В произведении последовательно развита идея синтетичности – ее специфика проявляется в трактовке здания в качестве центрального элемента градообразующего, природного и социально-культурного контекстов. Уже по своей идеологии здание фонда Гуггенхейма было призвано привлечь внимание культурного сообщества к городу. Разместившись на берегу реки Нервион, комплекс включает подвесной мост и максимально аккумулирует свойства местности, символизируя выход силовых линий горного рельефа. Специфическая арт-среда (благоустройство, инсталляции, скульптуры преувеличенного масштаба), сформированная на подходах к музею, определяет его восприятие как артефакта.

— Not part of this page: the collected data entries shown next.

//! Graft weaver
//!
//! Load-time transformation of graft type images:
//! - mixin composition: a donor type's fields and methods are copied into a
//!   target with every reference to the donor remapped to the target
//! - constructor rewriting: a mixin initializer runs exactly once per
//!   construction of the target
//! - advice wrapping: static advice called on method entry, each call behind
//!   a safety net that reports failures and resumes the method
//!
//! # Example
//!
//! ```
//! use graft_bytecode::{access, Insn, MemberRef, TypeBuilder};
//! use graft_weaver::{InMemoryResolver, MixinDescription, TransformPlan, Transformer, TypeDescriptor};
//! use std::sync::Arc;
//!
//! let donor = TypeBuilder::new("demo/Named")
//!     .field(access::PRIVATE, "name", "Lstd/String;")
//!     .to_bytes()
//!     .unwrap();
//! let target = TypeBuilder::new("demo/Widget")
//!     .method(access::PUBLIC, "<init>", "()V", |m| {
//!         m.emit(Insn::Aload(0))
//!             .emit(Insn::Invokespecial(MemberRef::new("std/Object", "<init>", "()V")))
//!             .emit(Insn::Return);
//!     })
//!     .to_bytes()
//!     .unwrap();
//!
//! let transformer = Transformer::new(Arc::new(InMemoryResolver::new().with("demo/Named", donor)));
//! let plan = TransformPlan::new().mixin(MixinDescription::new(TypeDescriptor::class("demo/Named")));
//! let woven = transformer.transform(&target, &plan).unwrap();
//! assert!(!woven.is_empty());
//! ```

#![warn(missing_docs)]
#![warn(rust_2018_idioms)]

pub mod advice;
pub mod chain;
pub mod config;
pub mod constructor;
pub mod error;
pub mod mixin;
pub mod remap;
pub mod resolver;
pub mod safety_net;
pub mod transform;

pub use advice::{AdviceBinding, AdviceMethodVisitor, AdviceTypeVisitor};
pub use chain::MixinTypeVisitor;
pub use config::{ConfigError, SafetyNetConfig, WeaveConfig};
pub use constructor::ConstructorRewriter;
pub use error::WeaveError;
pub use mixin::{MixinComposer, MixinDescription, TypeDescriptor, TypeKind};
pub use remap::{RemappingMethodVisitor, SymbolRemapper};
pub use resolver::{
    DirectoryResolver, DonorResolver, FallbackResolver, InMemoryResolver, ResolveError,
    IMAGE_EXTENSION,
};
pub use safety_net::{SafetyNet, SafetyNetRegion, StackSize};
pub use transform::{TransformPlan, Transformer};
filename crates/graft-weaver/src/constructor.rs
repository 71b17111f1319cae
//! Constructor rewriting
//!
//! Makes every construction of the target run the mixin initializer exactly
//! once. A constructor that delegates to a sibling constructor of the same
//! type leaves the call to that sibling; every other constructor calls the
//! initializer right before each normal return.
//!
//! Delegation is a property of the whole constructor, so the body is held
//! back until its end and the calls are inserted on the way out. Building
//! another instance of the target (`NEW` followed by its `<init>`) is not
//! delegation.
//!
//! The initializer call is not guarded: an exception it throws leaves the
//! constructor like any other constructor failure.

use graft_bytecode::descriptor::VOID_DESCRIPTOR;
use graft_bytecode::{Insn, Label, MemberRef, MethodVisitor, TryCatchBlock};
use tracing::trace;

enum Event {
    TryCatch(TryCatchBlock),
    Insn(Insn),
}

/// Method visitor inserting initializer calls into one constructor
pub struct ConstructorRewriter<M> {
    next: M,
    target: String,
    initializer: MemberRef,
    body: Vec<Event>,
    pending_new: usize,
    cascading: bool,
    inserted: usize,
}

impl<M: MethodVisitor> ConstructorRewriter<M> {
    /// Rewrite a constructor of `target` to call `target.initializer()V`
    pub fn new(next: M, target: impl Into<String>, initializer: &str) -> Self {
        let target = target.into();
        Self {
            next,
            initializer: MemberRef::new(target.clone(), initializer, VOID_DESCRIPTOR),
            target,
            body: Vec::new(),
            pending_new: 0,
            cascading: false,
            inserted: 0,
        }
    }

    /// Whether a sibling constructor call has been seen
    pub fn is_cascading(&self) -> bool {
        self.cascading
    }

    /// Number of initializer calls inserted
    pub fn inserted(&self) -> usize {
        self.inserted
    }

    fn flush(&mut self) {
        for event in std::mem::take(&mut self.body) {
            match event {
                Event::TryCatch(block) => self.next.visit_try_catch(block),
                Event::Insn(insn) => {
                    if insn == Insn::Return && !self.cascading {
                        self.next.visit_insn(Insn::Aload(0));
                        self.next
                            .visit_insn(Insn::Invokevirtual(self.initializer.clone()));
                        self.inserted += 1;
                    }
                    self.next.visit_insn(insn);
                }
            }
        }
    }
}

impl<M: MethodVisitor> MethodVisitor for ConstructorRewriter<M> {
    fn new_label(&mut self) -> Label {
        self.next.new_label()
    }

    fn visit_code(&mut self) {
        self.next.visit_code();
    }

    fn visit_try_catch(&mut self, block: TryCatchBlock) {
        self.body.push(Event::TryCatch(block));
    }

    fn visit_insn(&mut self, insn: Insn) {
        match &insn {
            Insn::New(ty) if *ty == self.target => self.pending_new += 1,
            Insn::Invokespecial(member) if member.is_constructor() && member.owner == self.target => {
                // an unmatched call can only be on `this`
                if self.pending_new > 0 {
                    self.pending_new -= 1;
                } else {
                    self.cascading = true;
                }
            }
            _ => {}
        }
        self.body.push(Event::Insn(insn));
    }

    fn visit_end(&mut self) {
        self.flush();
        trace!(
            target_type = %self.target,
            cascading = self.cascading,
            inserted = self.inserted,
            "rewrote constructor"
        );
        self.next.visit_end();
    }
}
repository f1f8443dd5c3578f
pub mod otp;

pub use otp::AppState;
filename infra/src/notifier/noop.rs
//! No-op notifier for non-production environments
//!
//! Logs the message instead of delivering it and always succeeds.

use async_trait::async_trait;
use std::sync::atomic::{AtomicU64, Ordering};
use std::sync::Arc;
use tracing::info;
use uuid::Uuid;

use otp_core::services::Notifier;
use otp_shared::phone::mask_phone_number;

/// Notifier that skips delivery
#[derive(Clone, Default)]
pub struct NoopNotifier {
    /// Counter for tracking number of skipped messages
    message_count: Arc<AtomicU64>,
}

impl NoopNotifier {
    pub fn new() -> Self {
        Self::default()
    }

    /// Get the total number of messages accepted
    pub fn get_message_count(&self) -> u64 {
        self.message_count.load(Ordering::SeqCst)
    }
}

#[async_trait]
impl Notifier for NoopNotifier {
    async fn send(&self, destination: &str, message: &str) -> Result<String, String> {
        let message_id = format!("noop_{}", Uuid::new_v4());
        let count = self.message_count.fetch_add(1, Ordering::SeqCst) + 1;

        info!(
            target: "notifier",
            provider = "noop",
            phone = %mask_phone_number(destination),
            message_id = %message_id,
            count = count,
            "Delivery skipped"
        );
        tracing::debug!(target: "notifier", body = %message, "Skipped message body");

        Ok(message_id)
    }

    fn provider_name(&self) -> &str {
        "noop"
    }
}
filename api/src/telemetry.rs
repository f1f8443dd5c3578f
//! Tracing subscriber setup

use tracing_subscriber::{fmt, prelude::*, EnvFilter};

use otp_shared::config::{LogFormat, LoggingConfig};

/// Install the global subscriber
///
/// `RUST_LOG` wins over the configured level when set. Records emitted
/// through the `log` facade (actix access logs) are forwarded as well.
pub fn init_tracing(config: &LoggingConfig) {
    let filter = EnvFilter::try_from_default_env()
        .unwrap_or_else(|_| EnvFilter::new(format!("{},actix_web=info", config.level)));

    let registry = tracing_subscriber::registry().with(filter);
    let result = match config.format {
        LogFormat::Json => registry.with(fmt::layer().json()).try_init(),
        LogFormat::Pretty => registry.with(fmt::layer().pretty()).try_init(),
        LogFormat::Compact => registry.with(fmt::layer().compact()).try_init(),
    };

    if let Err(e) = result {
        eprintln!("Tracing subscriber already installed: {}", e);
    }
}
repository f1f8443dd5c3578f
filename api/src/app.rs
//! Application factory
//!
//! Builds the Actix-web application around an already constructed OTP
//! service, so the server binary and the integration tests share one wiring.

use actix_web::{body::MessageBody, error, middleware::Logger, web, App, HttpResponse};

use otp_core::repositories::SecretStore;
use otp_core::services::Notifier;
use otp_shared::errors::{error_codes, ErrorResponse};

use crate::middleware::IpAllowList;
use crate::routes::otp::{send, verify, AppState};

/// Create and configure the application with all dependencies
pub fn create_app<S, N>(
    app_state: web::Data<AppState<S, N>>,
    allow_list: IpAllowList,
) -> App<
    impl actix_web::dev::ServiceFactory<
        actix_web::dev::ServiceRequest,
        Config = (),
        Response = actix_web::dev::ServiceResponse<impl MessageBody>,
        Error = actix_web::Error,
        InitError = (),
    >,
>
where
    S: SecretStore + ?Sized + 'static,
    N: Notifier + ?Sized + 'static,
{
    App::new()
        // Add application state
        .app_data(app_state)
        .app_data(web::JsonConfig::default().error_handler(json_error_handler))
        // Logger is outermost so rejected requests are logged too
        .wrap(allow_list)
        .wrap(Logger::default())
        .route("/health", web::get().to(health_check))
        .route("/send", web::post().to(send::<S, N>))
        .route("/verify", web::post().to(verify::<S, N>))
        // Default 404 handler
        .default_service(web::route().to(not_found))
}

/// Malformed JSON bodies get the same error shape as failed validation
fn json_error_handler(err: error::JsonPayloadError, _req: &actix_web::HttpRequest) -> error::Error {
    tracing::warn!(error = %err, "Rejected malformed JSON body");
    let response = HttpResponse::BadRequest().json(ErrorResponse::new(
        error_codes::VALIDATION_ERROR,
        "Invalid request body",
    ));
    error::InternalError::from_response(err, response).into()
}

/// Health check endpoint handler
async fn health_check() -> HttpResponse {
    HttpResponse::Ok().json(serde_json::json!({
        "status": "healthy",
        "service": "otp-api",
        "version": env!("CARGO_PKG_VERSION"),
        "timestamp": chrono::Utc::now().to_rfc3339(),
    }))
}

/// 404 handler
async fn not_found() -> HttpResponse {
    HttpResponse::NotFound().json(ErrorResponse::new(
        error_codes::NOT_FOUND,
        "The requested resource was not found",
    ))
}
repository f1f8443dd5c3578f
// Library exports for testing and the server binary

pub mod app;
pub mod dto;
pub mod handlers;
pub mod middleware;
pub mod routes;
pub mod telemetry;
//! Server configuration module

use serde::{Deserialize, Serialize};

use super::lookup_string;

/// HTTP server configuration
#[derive(Debug, Clone, Deserialize, Serialize)]
pub struct ServerConfig {
    /// Address the HTTP server binds to (`host:port`)
    pub bind_address: String,

    /// IP addresses allowed to call the API; empty allows everyone
    #[serde(default)]
    pub whitelist: Vec<String>,
}

impl Default for ServerConfig {
    fn default() -> Self {
        Self {
            bind_address: String::from("0.0.0.0:8080"),
            whitelist: vec![],
        }
    }
}

impl ServerConfig {
    /// Read `TOTP_BIND` and `TOTP_WHITELIST`
    ///
    /// A bind value of the form `:8080` is expanded to `0.0.0.0:8080`.
    pub fn from_lookup(lookup: &dyn Fn(&str) -> Option<String>) -> Self {
        let defaults = Self::default();

        let bind_address = match lookup_string(lookup, "TOTP_BIND") {
            Some(bind) if bind.starts_with(':') => format!("0.0.0.0{}", bind),
            Some(bind) => bind,
            None => defaults.bind_address,
        };

        let whitelist = lookup_string(lookup, "TOTP_WHITELIST")
            .map(|list| {
                list.split(',')
                    .map(|s| s.trim().to_string())
                    .filter(|s| !s.is_empty())
                    .collect()
            })
            .unwrap_or_default();

        Self {
            bind_address,
            whitelist,
        }
    }
}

Необычная форма открыта множеству ассоциаций: сконцентрированная энергетика городка Бильбао, экспрессия современного искусства, скульптуры Бранкузи, а также метафоры корабля, моллюска, горных хребтов и т.д. Композиция из блестящих металлических листов на первый взгляд лишена какого-либо порядка, начиная раскручиваться по спирали и теряясь в груде металла. Однако сооружение приобретает запоминающиеся и очень разные силуэты при движении вокруг, отличающиеся парадоксальной целостностью. Использование отражающих свойств титана дало возможность трансформации облика музея в течение суток: на восходе он выглядит посеребренным, днем – теряется в ослепительном блеске, а на закате приобретает золотистый оттенок. Эффекты освещения осваиваются и во внутреннем пространстве: замысловатые преломления верхнего света центрального атриума контрастируют с рассеянным приглушенным светом выставочных залов.
Метод проектирования, примененный в мастерской Ф. Гери также синтетичен – это моделирование на компьютере на основе математической обработки набросков, выполненных в разных материалах. Запрограммированный выход эстетики виртуального объекта в реальный мир и «параллельная жизнь» в Интернете (проект фирмы «Асимптота») дал повод окрестить музей сооружением для «цифровой» эры.
Самый крупный холл, используемый для выставок произведений поп-арта, минимализма и американского концептуального искусства, известен как «галерея рыбы» – обязательный концептуальный посыл предшествующего творчества мастера. Наравне с узнаваемостью формальных подходов, это еще одно подтверждение осознания ЦИ как манифеста авторского стиля.
С. Холл. Концепция синтезирующей метафоры архитектуры Центров искусств
Образные метафоры в ЦИ С. Холла часто связаны с трактовкой пространственных характеристик света. Их поиску способствует творческий метод автора рисовать акварели, чтобы исследовать первоэлементы архитектуры – свет, пространство, объем. Метафора является также ключевым посылом, определяющим социальную значимость – арт-музей в Беллевю и музей Киасма в Хельсинки стали акцентами в среде, настоящими «социальными конденсаторами».
В трактовке комплекса музея в Беллевю прочитывается многослойность образа, раскрывающего амбиции небольшого прибрежного городка. Эстетика образа этого сооружения обогащена воспоминаниями юности автора, которую он провел в этих местах. Девиз музея «Видеть, исследовать и делать искусство» проявился в общей идее тройственности: три узкие, изогнутые галерее, имеющие три разные схемы естественного освещения; три этажа здания, три основных направления движения и три вида внешней отделки – красный бетон с «дощатой» текстурой, отшлифованные песком алюминиевые панели и стекло огромных окон и световых фонарей.